> _TASK TO COMPLETE_
Where in the records does the word "struct" appear? Copy each line that holds it.

(Data records)
········

use std::sync::Arc;
use std::time::Duration;

use async_trait::async_trait;
use chrono::{DateTime, NaiveDate, Utc};
use log::{debug, info};
use uuid::Uuid;

use crate::activities::{load_activity_snapshot, ActivityLogReaderTrait};
use crate::errors::{DatabaseError, Error, Result, ValidationError};
use crate::goals::goals_cache::InMemoryGoalCache;
use crate::goals::goals_errors::GoalError;
use crate::goals::goals_model::{
    DateWindow, Goal, GoalFilters, GoalKind, GoalStatus, GoalType, GoalUpdate, NewGoal,
    ProgressUpdate, RolloverResult, SweepResult,
};
use crate::goals::goals_traits::{GoalCacheTrait, GoalRepositoryTrait, GoalServiceTrait};
use crate::goals::lifecycle::LifecycleSupervisor;
use crate::goals::progress_calculator::ProgressCalculator;
use crate::goals::recurring::RecurringInstanceManager;
use crate::settings::GoalEngineConfig;
use crate::utils::time_utils::{local_date_from_utc, Clock, SystemClock};

/// Orchestrates goal creation, edits, progress and lifecycle.
pub struct GoalService {
    goal_repository: Arc<dyn GoalRepositoryTrait>,
    activity_reader: Arc<dyn ActivityLogReaderTrait>,
    cache: Arc<dyn GoalCacheTrait>,
    clock: Arc<dyn Clock>,
    config: GoalEngineConfig,
    calculator: ProgressCalculator,
    lifecycle: LifecycleSupervisor,
    recurring: RecurringInstanceManager,
}

impl GoalService {
    /// Creates a service using the wall clock and an in-memory listing cache.
    pub fn new(
        goal_repository: Arc<dyn GoalRepositoryTrait>,
        activity_reader: Arc<dyn ActivityLogReaderTrait>,
        config: GoalEngineConfig,
    ) -> Self {
        let cache = Arc::new(InMemoryGoalCache::new(Duration::from_secs(
            config.list_cache_ttl_secs,
        )));
        Self::with_dependencies(
            goal_repository,
            activity_reader,
            cache,
            Arc::new(SystemClock),
            config,
        )
    }

    pub fn with_dependencies(
        goal_repository: Arc<dyn GoalRepositoryTrait>,
        activity_reader: Arc<dyn ActivityLogReaderTrait>,
        cache: Arc<dyn GoalCacheTrait>,
        clock: Arc<dyn Clock>,
        config: GoalEngineConfig,
    ) -> Self {
        GoalService {
            calculator: ProgressCalculator::new(config.timezone),
            lifecycle: LifecycleSupervisor::new(goal_repository.clone()),
            recurring: RecurringInstanceManager::new(
                goal_repository.clone(),
                &config.instance_name_date_format,
            ),
            goal_repository,
            activity_reader,
            cache,
            clock,
            config,
        }
    }

    fn now_and_today(&self) -> (DateTime<Utc>, NaiveDate) {
        let now = self.clock.now();
        (now, local_date_from_utc(now, self.config.timezone))
    }

    /// Loads a goal and checks it belongs to `owner_id`.
    fn get_owned_goal(&self, owner_id: &str, goal_id: &str) -> Result<Goal> {
        let goal = self
            .goal_repository
            .get_goal(goal_id)?
            .ok_or_else(|| GoalError::NotFound(goal_id.to_string()))?;
        if goal.owner_id != owner_id {
            return Err(GoalError::PermissionDenied {
                goal_id: goal_id.to_string(),
                owner_id: owner_id.to_string(),
            }
            .into());
        }
        goal.checked_shape()?;
        Ok(goal)
    }

    /// Computes a goal's value from the activity log.
    async fn compute_progress(
        &self,
        owner_id: &str,
        goal_type: GoalType,
        window: DateWindow,
        filters: &GoalFilters,
        today: NaiveDate,
    ) -> Result<f64> {
        let sources = ProgressCalculator::required_sources(goal_type);
        let snapshot =
            load_activity_snapshot(self.activity_reader.as_ref(), owner_id, sources).await?;
        let value = self
            .calculator
            .compute(goal_type, window, filters, &snapshot, today);
        debug!(
            "Computed {} progress for {} over {}..{}: {}",
            goal_type, owner_id, window.start, window.end, value
        );
        Ok(value)
    }

    /// Recomputes an Active, non-template goal in place. Returns whether it completed.
    async fn recompute(&self, goal: &mut Goal, now: DateTime<Utc>, today: NaiveDate) -> Result<bool> {
        if !goal.is_active() || goal.is_template() {
            return Ok(false);
        }
        let value = self
            .compute_progress(&goal.owner_id, goal.goal_type, goal.window(), &goal.filters(), today)
            .await?;
        Ok(LifecycleSupervisor::apply_progress(goal, value, now))
    }

    fn check_version(goal: &Goal, expected: Option<i32>) -> Result<()> {
        match expected {
            Some(expected) if expected != goal.version => Err(GoalError::Conflict {
                goal_id: goal.id.clone(),
                expected,
                found: goal.version,
            }
            .into()),
            _ => Ok(()),
        }
    }

    async fn store_update(&self, goal: Goal) -> Result<Goal> {
        let owner_id = goal.owner_id.clone();
        let stored = self.goal_repository.update_goal(goal).await?;
        self.cache.invalidate(&owner_id);
        Ok(stored)
    }
}
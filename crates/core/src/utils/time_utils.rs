use chrono::{DateTime, Duration, NaiveDate, NaiveTime, TimeZone, Utc};
use chrono_tz::Tz;

/// Default timezone for study dates.
/// Activity timestamps are converted to calendar days in this timezone.
pub const DEFAULT_STUDY_TZ: Tz = chrono_tz::America::Sao_Paulo;

/// Source of the current instant.
///
/// Injected into services so time-based transitions (completion stamps,
/// expiration, streaks) can be driven deterministically in tests.
pub trait Clock: Send + Sync {
    fn now(&self) -> DateTime<Utc>;
}

/// Wall-clock time.
#[derive(Debug, Default, Clone, Copy)]
pub struct SystemClock;

impl Clock for SystemClock {
    fn now(&self) -> DateTime<Utc> {
        Utc::now()
    }
}

/// A clock frozen at a given instant.
#[derive(Debug, Clone, Copy)]
pub struct FixedClock(pub DateTime<Utc>);

impl FixedClock {
    /// Freezes the clock at local noon of `date` in `tz`.
    pub fn at_local_noon(date: NaiveDate, tz: Tz) -> Self {
        FixedClock(local_noon(date, tz))
    }
}

impl Clock for FixedClock {
    fn now(&self) -> DateTime<Utc> {
        self.0
    }
}

/// Converts a UTC instant to a calendar date in the given timezone.
///
/// This is the single source of truth for converting instants to study days.
pub fn local_date_from_utc(instant: DateTime<Utc>, tz: Tz) -> NaiveDate {
    instant.with_timezone(&tz).date_naive()
}

/// Returns the instant at 12:00 local time on `date`.
///
/// Noon is never skipped or repeated by DST shifts, so a date anchored here
/// survives a round trip through UTC without moving to a neighbouring day.
pub fn local_noon(date: NaiveDate, tz: Tz) -> DateTime<Utc> {
    let noon = date.and_time(NaiveTime::from_hms_opt(12, 0, 0).unwrap_or(NaiveTime::MIN));
    match tz.from_local_datetime(&noon).earliest() {
        Some(local) => local.with_timezone(&Utc),
        None => Utc.from_utc_datetime(&noon),
    }
}

/// The calendar day before `date`, if representable.
pub fn previous_day(date: NaiveDate) -> Option<NaiveDate> {
    date.checked_sub_signed(Duration::days(1))
}

#[cfg(test)]
mod tests {
    use super::*;

    #[test]
    fn test_local_noon_round_trips_to_same_day() {
        let date = NaiveDate::from_ymd_opt(2024, 3, 1).unwrap();
        for tz in [chrono_tz::UTC, chrono_tz::Asia::Tokyo, chrono_tz::Pacific::Honolulu] {
            assert_eq!(local_date_from_utc(local_noon(date, tz), tz), date);
        }
    }

    #[test]
    fn test_late_evening_utc_is_previous_local_day() {
        // 01:30 UTC on March 2nd is still March 1st in São Paulo (UTC-3).
        let instant = Utc.with_ymd_and_hms(2024, 3, 2, 1, 30, 0).unwrap();
        assert_eq!(
            local_date_from_utc(instant, DEFAULT_STUDY_TZ),
            NaiveDate::from_ymd_opt(2024, 3, 1).unwrap()
        );
    }

    #[test]
    fn test_previous_day() {
        let date = NaiveDate::from_ymd_opt(2024, 3, 1).unwrap();
        assert_eq!(
            previous_day(date),
            Some(NaiveDate::from_ymd_opt(2024, 2, 29).unwrap())
        );
    }
}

········

> _RESULT OF THE EXERCISE_
pub struct GoalService {
pub struct SystemClock;
pub struct FixedClock(pub DateTime<Utc>);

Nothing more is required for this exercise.